Begitu juga dengan Alpha yang benar-benar menahan amarahnya, bahkan wajahnya nampak memerah dengan graham yang mengeras bersamaan dengan suara gemeretak yang terdengar di dalam sana.


"Puteri Chris adalah wanita yang sudah lama aku inginkan, jadi kau bisa menyerahkannya padaku, maka urusan kita akan selesai, dan aku akan melepaskanmu dengan suka rela," sambung Jackob Sean dengan satu alis terangkat ke atas.


"Maka aku akan melubangi keningmu," balas Alpha beranjak dari duduknya, sebelum akhirnya pergerakannya terhenti saat beberapa orang suruhan Jackob Sean menodongkan senjata ke arahnya. 


Mungkin jika ia mengeluarkan senjata, ia bisa saja mati saat itu juga. Namun, di luar sana telunjuk Augusto sudah bergerak dan siap menarik pelatuk. 


"Tuan Alpha, tenanglah," bujuk Darren masih bersikap lembut. Sadar jika saat ini Jackob Sean sedang mengumpan kemarahan pria itu.


Haha, hahaha ... hahaha ....


"Ternyata kau sangat cepat terpancing Tuan Alpha. Apa kau ingin bermain denganku? Anggap saja kita sedang melakukan kesepakatan," ucap Jackob Sean setelah puas memainkan emosi Alpha.


"Cepat katakan apa maumu," tanya Alpha nyaris meledak. Tatapannya tajam seperti kilatan petir yang cukup menakutkan.
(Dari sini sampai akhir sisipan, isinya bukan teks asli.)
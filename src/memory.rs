use std::collections::BTreeMap;
use std::fmt;
use std::sync::Arc;

use tracing::debug;

use crate::error::{EngineError, EngineResult};
use crate::protocol::LanguageModelFiles;
use crate::unit::{AlignedBuffer, InferenceUnit};

/// Kinds of model file the inference unit knows how to consume.
#[derive(Clone, Copy, Debug, PartialEq, Eq, Hash, PartialOrd, Ord)]
pub enum ModelFileKind {
    Model,
    Lex,
    Vocab,
    SrcVocab,
    TrgVocab,
    QualityModel,
}

impl ModelFileKind {
    pub const ALL: [ModelFileKind; 6] = [
        Self::Model,
        Self::Lex,
        Self::Vocab,
        Self::SrcVocab,
        Self::TrgVocab,
        Self::QualityModel,
    ];

    pub fn from_name(name: &str) -> Option<Self> {
        Self::ALL.into_iter().find(|k| k.name() == name)
    }

    pub fn name(self) -> &'static str {
        match self {
            Self::Model => "model",
            Self::Lex => "lex",
            Self::Vocab => "vocab",
            Self::SrcVocab => "srcvocab",
            Self::TrgVocab => "trgvocab",
            Self::QualityModel => "qualityModel",
        }
    }

    /// Byte alignment the unit requires for this file's buffer.
    pub fn alignment(self) -> usize {
        match self {
            Self::Model => 256,
            _ => 64,
        }
    }
}

impl fmt::Display for ModelFileKind {
    fn fmt(&self, f: &mut fmt::Formatter<'_>) -> fmt::Result {
        f.write_str(self.name())
    }
}

pub fn alignment_for(file_type: &str) -> Option<usize> {
    ModelFileKind::from_name(file_type).map(ModelFileKind::alignment)
}

/// Checks a leg's file set without touching the unit: every file type must be known and a
/// vocabulary must be present, either shared or as a source/target pair.
pub fn check_file_set(files: &LanguageModelFiles) -> EngineResult<()> {
    for (file_type, _) in files.iter() {
        if ModelFileKind::from_name(file_type).is_none() {
            return Err(EngineError::configuration(format!("Unknown file type: \"{file_type}\"")));
        }
    }
    for kind in [ModelFileKind::Model, ModelFileKind::Lex] {
        if !files.contains(kind.name()) {
            return Err(EngineError::configuration(format!("missing model file: {kind}")));
        }
    }
    let split = files.contains("srcvocab") && files.contains("trgvocab");
    if !files.contains("vocab") && !split {
        return Err(EngineError::configuration("Vocabulary key is not found."));
    }
    Ok(())
}

/// Aligned copies of one leg's files. Buffers still held here are freed on drop.
#[derive(Debug, Default)]
pub struct StagedFiles {
    buffers: BTreeMap<ModelFileKind, AlignedBuffer>,
}

impl StagedFiles {
    pub fn get(&self, kind: ModelFileKind) -> Option<&AlignedBuffer> {
        self.buffers.get(&kind)
    }

    pub fn contains(&self, kind: ModelFileKind) -> bool {
        self.buffers.contains_key(&kind)
    }

    pub fn len(&self) -> usize {
        self.buffers.len()
    }

    pub fn is_empty(&self) -> bool {
        self.buffers.is_empty()
    }

    pub fn total_bytes(&self) -> usize {
        self.buffers.values().map(AlignedBuffer::len).sum()
    }
}

/// Copies every file of `files` verbatim into a fresh buffer at its file type's alignment.
///
/// On error, buffers allocated so far are released before returning.
pub fn stage(unit: &Arc<dyn InferenceUnit>, files: &LanguageModelFiles) -> EngineResult<StagedFiles> {
    let mut staged = StagedFiles::default();
    for (file_type, blob) in files.iter() {
        let kind = ModelFileKind::from_name(file_type).ok_or_else(|| {
            EngineError::configuration(format!("Unknown file type: \"{file_type}\""))
        })?;
        let mut buffer = AlignedBuffer::allocate(unit, blob.len(), kind.alignment())
            .map_err(|err| {
                EngineError::configuration(format!("allocate {kind} ({} bytes): {err:#}", blob.len()))
            })?;
        buffer.copy_from(blob.as_bytes()).map_err(|err| {
            EngineError::configuration(format!("copy {kind} into aligned memory: {err:#}"))
        })?;
        debug!(file = %kind, bytes = blob.len(), alignment = kind.alignment(), "staged model file");
        staged.buffers.insert(kind, buffer);
    }
    Ok(staged)
}

#[cfg(test)]
mod tests {
    use super::{alignment_for, check_file_set, stage, ModelFileKind};
    use crate::error::EngineError;
    use crate::mock::MockLoader;
    use crate::protocol::LanguageModelFiles;

    #[test]
    fn alignment_table() {
        assert_eq!(alignment_for("model"), Some(256));
        for name in ["lex", "vocab", "srcvocab", "trgvocab", "qualityModel"] {
            assert_eq!(alignment_for(name), Some(64), "{name}");
        }
        assert_eq!(alignment_for("weights"), None);
        assert_eq!(ModelFileKind::from_name("qualityModel"), Some(ModelFileKind::QualityModel));
    }

    #[test]
    fn stages_each_file_at_its_alignment() {
        let loader = MockLoader::default();
        let unit = loader.unit();
        let files = LanguageModelFiles::new()
            .with("model", vec![7u8; 1000])
            .with("lex", vec![1u8; 33])
            .with("vocab", vec![2u8; 17]);

        let staged = stage(&unit, &files).expect("stage");
        assert_eq!(staged.len(), 3);
        assert_eq!(staged.total_bytes(), 1050);

        let ledger = loader.ledger();
        let mut allocs = ledger.allocations();
        allocs.sort();
        assert_eq!(allocs, vec![(17, 64), (33, 64), (1000, 256)]);
        let model = staged.get(ModelFileKind::Model).expect("model buffer");
        assert_eq!(ledger.memory_contents(model.handle()), Some(vec![7u8; 1000]));
        assert_eq!(ledger.live_memory(), 3);

        drop(staged);
        assert_eq!(ledger.live_memory(), 0);
    }

    #[test]
    fn unknown_file_type_releases_partial_allocations() {
        let loader = MockLoader::default();
        let unit = loader.unit();
        // BTreeMap order: "lex" and "model" are staged before "zzz" is rejected.
        let files = LanguageModelFiles::new()
            .with("model", vec![0u8; 8])
            .with("lex", vec![0u8; 8])
            .with("zzz", vec![0u8; 8]);

        let err = stage(&unit, &files).unwrap_err();
        assert_eq!(err, EngineError::configuration("Unknown file type: \"zzz\""));
        let ledger = loader.ledger();
        assert_eq!(ledger.allocations().len(), 2);
        assert_eq!(ledger.live_memory(), 0);
    }

    #[test]
    fn each_staging_gets_its_own_copies() {
        let loader = MockLoader::default();
        let unit = loader.unit();
        let files = LanguageModelFiles::new().with("vocab", vec![9u8; 4]);
        let a = stage(&unit, &files).expect("stage a");
        let b = stage(&unit, &files).expect("stage b");
        let ha = a.get(ModelFileKind::Vocab).expect("a").handle();
        let hb = b.get(ModelFileKind::Vocab).expect("b").handle();
        assert_ne!(ha, hb);
        assert_eq!(loader.ledger().live_memory(), 2);
    }

    #[test]
    fn file_set_check_matches_staging_rules() {
        let shared = LanguageModelFiles::new()
            .with("model", vec![0u8; 4])
            .with("lex", vec![0u8; 4])
            .with("vocab", vec![0u8; 4]);
        assert!(check_file_set(&shared).is_ok());

        let split = LanguageModelFiles::new()
            .with("model", vec![0u8; 4])
            .with("lex", vec![0u8; 4])
            .with("srcvocab", vec![0u8; 4])
            .with("trgvocab", vec![0u8; 4]);
        assert!(check_file_set(&split).is_ok());

        let half = LanguageModelFiles::new()
            .with("model", vec![0u8; 4])
            .with("lex", vec![0u8; 4])
            .with("srcvocab", vec![0u8; 4]);
        assert_eq!(
            check_file_set(&half).unwrap_err(),
            EngineError::configuration("Vocabulary key is not found.")
        );

        let odd = shared.clone().with("weights", vec![0u8; 4]);
        assert_eq!(
            check_file_set(&odd).unwrap_err(),
            EngineError::configuration("Unknown file type: \"weights\"")
        );
    }
}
"Kita bisa berburu, dan kau tidak perlu membuang tenaga, karena target sudah berada di depan mata," balas Jackob Sean beranjak dari duduknya, sebelum mematikan api rokok di bawah sepatunya. Berjalan menuju ruangan latihan khusus yang tidak bisa di gunakan oleh orang lain. Hanya beberapa pengawalnya di sana, yang nampak berjaga.


Dan di papan target tersebut sudah berdiri seorang gadis cantik bertubuh indah dengan penampilan seksinya. Bahkan ekspresi wajah itu nampak biasa saja, tak menunjukkan rasa takut ataupun panik, terlihat seperti tidak peduli jika peluru akan melubangi kepalanya saat Jackob Sean meraih sebuah senjata api dan langsung mengarahkan tepat ka arahnya. Sedang Alpha yang masih berdiri di sana dengan kening mengernyit masih tidak mengerti dengan apa yang akan di lakukan pria gila itu sekarang.


"Apa kau berniat menyuruhku menyaksikan saat kau membunuh orangmu sendiri? Aku tidak tertarik Jackob," ucap Alpha saat Jackob Sean benar-benar melepaskan satu tembakan ke papan sasaran dan sedikit mengenai lengan putih mulus gadis tersebut yang bahkan masih berdiri kokoh di sana, tanpa meringis kesakitan, atapun bergerak sedikit pun untuk menghindari, meski sebuah peluru tersebut sudah menggores lengannya


"Why not? Bukankah ini hal yang menarik?" tanya Jackob Sean tersenyum, nampak puas.